The Linkage of Catalysis and Regulation in Enzyme Action. Fluoropyruvate as a Probe of Regulation in Pyruvate Decarboxylases

Abstract

Pyruvate decarboxylase, a thiamin-diphosphate (ThDP) dependent enzyme from the yeast Saccharomyces cerevisiae (SCPDC), catalyzes the conversion of fluoropyruvate to carbon dioxide, fluoride ion and acetate ion, as earlier reported for the wheat-germ enzyme (Gish, G.; Smyth, T.; Kluger, R. J. Am. Chem. Soc. 1988, 110, 6230−6234). While the fluoropyruvate reaction with the wheat-germ enzyme does not display the sigmoidal kinetics associated with hysteretic regulation by substrate that pyruvate as substrate produces with the wheat-germ enzyme, this feature and the induction period characteristic of hysteretic regulation are preserved when fluoropyruvate acts as substrate and regulator for SCPDC. The C1−13C kinetic isotope effect for fluoropyruvate with SCPDC is the same as that for pyruvate (1.008−1.009), indicating the decarboxylation step to be about 15% rate limiting in the substrate-binding/decarboxylation part of the reaction.

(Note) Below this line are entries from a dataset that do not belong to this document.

//! Record identity - a reference to a record by value
//!
//! An identity names a record by `(model, id)` without carrying any of its
//! data. Identities are what relationship edges point at.

use serde::{Deserialize, Serialize};

/// A value-type reference to a record: its model name plus its caller-assigned id.
///
/// Identities have no ownership semantics - holding one does not imply the
/// referenced record exists.
#[derive(Debug, Clone, PartialEq, Eq, Hash, PartialOrd, Ord, Serialize, Deserialize)]
pub struct RecordIdentity {
    /// Model (record type) name - maps 1:1 to a physical table
    pub model: String,
    /// Caller-assigned id, immutable once the record is created
    pub id: String,
}

impl RecordIdentity {
    /// Create a new identity
    pub fn new(model: impl Into<String>, id: impl Into<String>) -> Self {
        Self {
            model: model.into(),
            id: id.into(),
        }
    }
}

impl std::fmt::Display for RecordIdentity {
    fn fmt(&self, f: &mut std::fmt::Formatter<'_>) -> std::fmt::Result {
        write!(f, "{}/{}", self.model, self.id)
    }
}

#[cfg(test)]
mod tests {
    use super::*;

    #[test]
    fn test_identity_display() {
        let identity = RecordIdentity::new("planet", "jupiter");
        assert_eq!(identity.to_string(), "planet/jupiter");
    }

    #[test]
    fn test_identity_equality() {
        let a = RecordIdentity::new("planet", "jupiter");
        let b = RecordIdentity::new("planet", "jupiter");
        let c = RecordIdentity::new("moon", "jupiter");
        assert_eq!(a, b);
        assert_ne!(a, c);
    }
}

Solvent isotope effects and proton inventories are consistent with the view that fluoropyruvate regulation in SCPDC is not associated with an intracatalytic opening/closing of the active site coupled to sulfhydryl addition of cysteine-221 to the regulator keto group, as is thought to occur in pyruvate regulation of SCPDC. Product-release events in the first few catalytic cycles of the fluoropyruvate reaction, involving enzyme-catalyzed hydrolysis of acetyl-ThDP and release of acetate ion, may bring the wheat-germ enzyme into an ordinarily kinetically inaccessible enzyme-conformational regime analogous to the active form of the bacterial enzyme from Zymomonas mobilis, where the active site is permanently open without occupation of the regulatory site. Binding of fluoropyruvate at the regulatory site of SCPDC, in contrast, may remain necessary in the steady state for active-enzyme function but the active site may be permanently opened, thus not requiring the intracatalytic addition−elimination reactions at the regulatory site.